Palacios-Ceña Domingo, Hernández-Barrera Valentín, López-de-Andrés Ana, Fernández-de-Las-Peñas César, Palacios-Ceña María, de Miguel-Díez Javier, Carrasco-Garrido Pilar, Jiménez-García Rodrigo
Department of Physiotherapy, Occupational Therapy, Rehabilitation and Physical Medicine, Universidad Rey Juan Carlos, Alcorcón, Madrid, Spain.
Medicine and Surgery, Psychology, Preventive Medicine and Public Health, Medical Microbiology and Immunology and Nursing Department, Universidad Rey Juan Carlos, Alcorcón, Madrid, Spain.

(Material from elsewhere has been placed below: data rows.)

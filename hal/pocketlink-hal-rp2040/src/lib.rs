//! RP2040-specific HAL for the PocketLink bridge
//!
//! This crate provides RP2040 implementations of the shared
//! `pocketlink-hal` traits:
//!
//! - GPIO input/output wrappers for the Sharp bus lines
//! - Buffered UART host port with non-blocking reads
//! - Microsecond clock on top of the embassy time driver

#![no_std]

pub mod clock;
pub mod gpio;
pub mod serial;

pub use clock::RpClock;
pub use gpio::{RpInput, RpOutput};
pub use serial::{uart_config, HostUart, SerialError};
//! GPIO wrappers
//!
//! Newtypes over the embassy pin drivers so the shared HAL traits can be
//! implemented for them.

use embassy_rp::gpio::{AnyPin, Input, Level, Output, Pull};
use embassy_rp::Peri;
use pocketlink_hal::{InputPin, OutputPin};

/// Bus line sampled by the bridge
pub struct RpInput {
    pin: Input<'static>,
}

impl RpInput {
    pub fn new(pin: Peri<'static, AnyPin>, pull: Pull) -> Self {
        Self {
            pin: Input::new(pin, pull),
        }
    }
}

impl InputPin for RpInput {
    fn is_high(&mut self) -> bool {
        self.pin.is_high()
    }
}

/// Bus line driven by the bridge; starts low
pub struct RpOutput {
    pin: Output<'static>,
}

impl RpOutput {
    pub fn new(pin: Peri<'static, AnyPin>) -> Self {
        Self {
            pin: Output::new(pin, Level::Low),
        }
    }
}

impl OutputPin for RpOutput {
    fn set_high(&mut self) {
        self.pin.set_high();
    }

    fn set_low(&mut self) {
        self.pin.set_low();
    }

    fn is_set_high(&self) -> bool {
        self.pin.is_set_high()
    }
}
//! GPIO pin abstractions
//!
//! The Sharp bus is driven entirely through plain digital pins: five lines
//! are sampled and four are driven by the bridge.

/// Digital output pin
///
/// Implementations should handle the actual hardware register manipulation
/// for the specific chip.
pub trait OutputPin {
    /// Set the pin high (logic 1)
    fn set_high(&mut self);

    /// Set the pin low (logic 0)
    fn set_low(&mut self);

    /// Set the pin to a specific state
    fn set_state(&mut self, high: bool) {
        if high {
            self.set_high();
        } else {
            self.set_low();
        }
    }

    /// Check if the pin is currently set high
    fn is_set_high(&self) -> bool;
}

/// Digital input pin
///
/// Takes `&mut self` because some chips latch the input register on read.
pub trait InputPin {
    /// Check if the pin reads high (logic 1)
    fn is_high(&mut self) -> bool;

    /// Check if the pin reads low (logic 0)
    fn is_low(&mut self) -> bool {
        !self.is_high()
    }
}

#[cfg(test)]
mod tests {
    use super::*;

    struct MockPin {
        high: bool,
    }

    impl OutputPin for MockPin {
        fn set_high(&mut self) {
            self.high = true;
        }

        fn set_low(&mut self) {
            self.high = false;
        }

        fn is_set_high(&self) -> bool {
            self.high
        }
    }

    impl InputPin for MockPin {
        fn is_high(&mut self) -> bool {
            self.high
        }
    }

    #[test]
    fn test_set_state_tracks_output() {
        let mut pin = MockPin { high: false };
        pin.set_state(true);
        assert!(pin.is_set_high());
        pin.set_state(false);
        assert!(!pin.is_set_high());
    }

    #[test]
    fn test_set_state_and_is_low() {
        let mut pin = MockPin { high: true };
        pin.set_state(false);
        assert!(pin.is_low());
        pin.set_state(true);
        assert!(pin.is_high());
    }
}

Eur J Intern Med. 2017 Mar;38:61-67. doi: 10.1016/j.ejim.2016.12.022. Epub 2017 Jan 5.
Aspiration pneumonia (AP) is an infectious process causing high rates of mortality. The purpose of this study was: 1, to describe the incidence from 2003 to 2013 of AP hospitalizations; 2, to assess time trends in hospital outcomes variables, and; 3, to identify the factors independently associated with in-hospital mortality (IHM).
A retrospective observational study using the Spanish National Hospital Database, with patients discharged between January 2003 and December 2013 was conducted. Inclusion criteria were: Subjects aged 75years or older whose medical diagnosis included AP events code according to the ICD-9-CM: 507.x in the primary diagnosis field. Patient variables, up to 14 discharge diagnoses per patient, and up to 20 procedures performed during the hospital stay (ICD-9-CM), Charlson Comorbidity Index, readmission, length of hospital stay (LOHS), and IHM were analyzed.
We included 111,319 admissions (53.13% women). LOHS decreased in both sexes (P<0.001) and was significantly higher in men (10.4±10.31 vs. 9.56±10.02days). Readmissions increased significantly in women during the study (13.94% in 2003 to 16.41% in 2013, P<0.001). In both sex, IHM was significantly higher in >94years old subjects (OR: 1.43, 95%CI 1.36-1.51) and in those with readmissions (OR: 1.20, 95%CI 1.15-1.23). For the entire population, time trend analyses showed a significant decrease in mortality from 2003 to 2013 (OR: 0.96, 95%CI 0.95-0.97).
Patients with AP are older, male, and have more comorbidities than those without AP. Over time, LOHS and IHM decreased in both sexes, but readmissions increased significantly in women.
吸入性肺炎(AP)是一种导致高死亡率的感染性疾病。本研究的目的是:1. 描述2003年至2013年AP住院的发病率;2. 评估医院结局变量的时间趋势;3. 确定与院内死亡率(IHM)独立相关的因素。
使用西班牙国家医院数据库进行一项回顾性观察研究,纳入2003年1月至2013年12月期间出院的患者。纳入标准为:年龄在75岁及以上,其医学诊断包括根据ICD-9-CM在主要诊断字段中的AP事件代码:507.x。分析患者变量,每位患者最多14个出院诊断,以及住院期间最多20项操作(ICD-9-CM)、Charlson合并症指数、再入院情况、住院时间(LOHS)和IHM。
我们纳入了111319例入院患者(53.13%为女性)。两性的住院时间均有所下降(P<0.001),男性的住院时间显著更长(10.4±10.31天对9.56±10.02天)。在研究期间,女性的再入院率显著增加(从2003年的13.94%增至2013年的16.41%,P<0.001)。在两性中,94岁以上患者的IHM显著更高(OR:1.43,95%CI 1.36-1.51),再入院患者的IHM也显著更高(OR:1.20,95%CI 1.15-1.23)。对于整个人口,时间趋势分析显示2003年至2013年死亡率显著下降(OR:0.96,95%CI 0.95-0.97)。
与无AP的患者相比,AP患者年龄更大、为男性且合并症更多。随着时间的推移,两性的住院时间和IHM均有所下降,但女性的再入院率显著增加。